AUTHOR=Yoo Jae Yong , Ko Ki Seong , Vu Bich Ngoc , Lee Young Eun , Yoon Seok Han , Pham Thao Thi , Kim Ji-Yeon , Lim Jae-Min , Kang Yang Jae , Hong Jong Chan , Lee Kyun Oh
TITLE=N-acetylglucosaminyltransferase II Is Involved in Plant Growth and Development Under Stress Conditions
JOURNAL=Frontiers in Plant Science
VOLUME=12
YEAR=2021
URL=https://www.frontiersin.org/journals/plant-science/articles/10.3389/fpls.2021.761064
DOI=10.3389/fpls.2021.761064
ISSN=1664-462X
ABSTRACT=
Alpha-1,6-mannosyl-glycoprotein 2-β-N-acetylglucosaminyltransferase [EC 2.4.1.143, N-acetylglucosaminyltransferase II (GnTII)] catalyzes the transfer of N-acetylglucosamine (GlcNAc) residue from the nucleotide sugar donor UDP-GlcNAc to the α1,6-mannose residue of the di-antennary N-glycan acceptor GlcNAc(Xyl)Man3(Fuc)GlcNAc2 in the Golgi apparatus. Although the formation of the GlcNAc2(Xyl)Man3(Fuc)GlcNAc2 N-glycan is known to be associated with GnTII activity in Arabidopsis thaliana, its physiological significance is still not fully understood in plants. To address the physiological importance of the GlcNAc2(Xyl)Man3(Fuc)GlcNAc2 N-glycan, we examined the phenotypic effects of loss-of-function mutations in GnTII in the presence and absence of stress, and responsiveness to phytohormones. Prolonged stress induced by tunicamycin (TM) or sodium chloride (NaCl) treatment increased GnTII expression in wild-type Arabidopsis (ecotype Col-0) but caused severe developmental damage in GnTII loss-of-function mutants (gnt2-1 and gnt2-2).
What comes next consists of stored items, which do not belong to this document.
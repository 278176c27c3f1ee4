//! Incremental matcher for the `null`, `true`, and `false` keywords.
//!
//! Literals can be split across feed chunks at any byte, so the matcher
//! remembers how far it got and resumes on the next chunk.

/// Which keyword is being matched.
#[derive(Debug, Clone, Copy, PartialEq, Eq)]
pub(crate) enum Literal {
    Null,
    True,
    False,
}

/// What happened after feeding one more byte into the matcher.
pub(crate) enum Step {
    /// Byte matched, but the literal is not finished yet.
    NeedMore,
    /// Byte matched and it was the last byte of the literal.
    Done(Literal),
    /// Byte did not match the expected one.
    Reject,
}

/// `None` while no literal is in flight, otherwise the remaining expected
/// bytes and the keyword they complete.
#[derive(Debug, Clone, Copy, PartialEq, Eq)]
pub(crate) struct LiteralMatcher(Option<(&'static [u8], Literal)>);

impl LiteralMatcher {
    pub(crate) fn none() -> Self {
        Self(None)
    }

    /// Starts matching after the first byte (`n`, `t`, or `f`).
    pub(crate) fn new(first: u8) -> Self {
        match first {
            b'n' => Self(Some((b"ull", Literal::Null))),
            b't' => Self(Some((b"rue", Literal::True))),
            b'f' => Self(Some((b"alse", Literal::False))),
            _ => Self::none(),
        }
    }

    /// Feeds the next input byte and learns what to do next.
    pub(crate) fn step(&mut self, b: u8) -> Step {
        let Some((expected, literal)) = self.0.take() else {
            return Step::Reject;
        };

        match expected.split_first() {
            Some((&want, rest)) if want == b => {
                if rest.is_empty() {
                    Step::Done(literal)
                } else {
                    self.0 = Some((rest, literal));
                    Step::NeedMore
                }
            }
            _ => {
                self.0 = Some((expected, literal));
                Step::Reject
            }
        }
    }
}

#[cfg(test)]
mod tests {
    use super::{Literal, LiteralMatcher, Step};

    #[test]
    fn matches_null_byte_by_byte() {
        let mut m = LiteralMatcher::new(b'n');
        assert!(matches!(m.step(b'u'), Step::NeedMore));
        assert!(matches!(m.step(b'l'), Step::NeedMore));
        assert!(matches!(m.step(b'l'), Step::Done(Literal::Null)));
    }

    #[test]
    fn rejects_misspelling() {
        let mut m = LiteralMatcher::new(b't');
        assert!(matches!(m.step(b'r'), Step::NeedMore));
        assert!(matches!(m.step(b'e'), Step::Reject));
        // Rejection does not lose position; the same byte keeps rejecting.
        assert!(matches!(m.step(b'e'), Step::Reject));
    }

    #[test]
    fn idle_matcher_rejects_everything() {
        let mut m = LiteralMatcher::none();
        assert!(matches!(m.step(b'n'), Step::Reject));
    }
}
The absence of the 6-arm GlcNAc residue in the N-glycans in gnt2-1 facilitated the TM-induced unfolded protein response, accelerated dark-induced leaf senescence, and reduced cytokinin signaling, as well as susceptibility to cytokinin-induced root growth inhibition. Furthermore, gnt2-1 and gnt2-2 seedlings exhibited enhanced N-1-naphthylphthalamic acid-induced inhibition of tropic growth and development. Thus, GnTII’s promotion of the 6-arm GlcNAc addition to N-glycans is important for plant growth and development under stress conditions, possibly via affecting glycoprotein folding and/or distribution.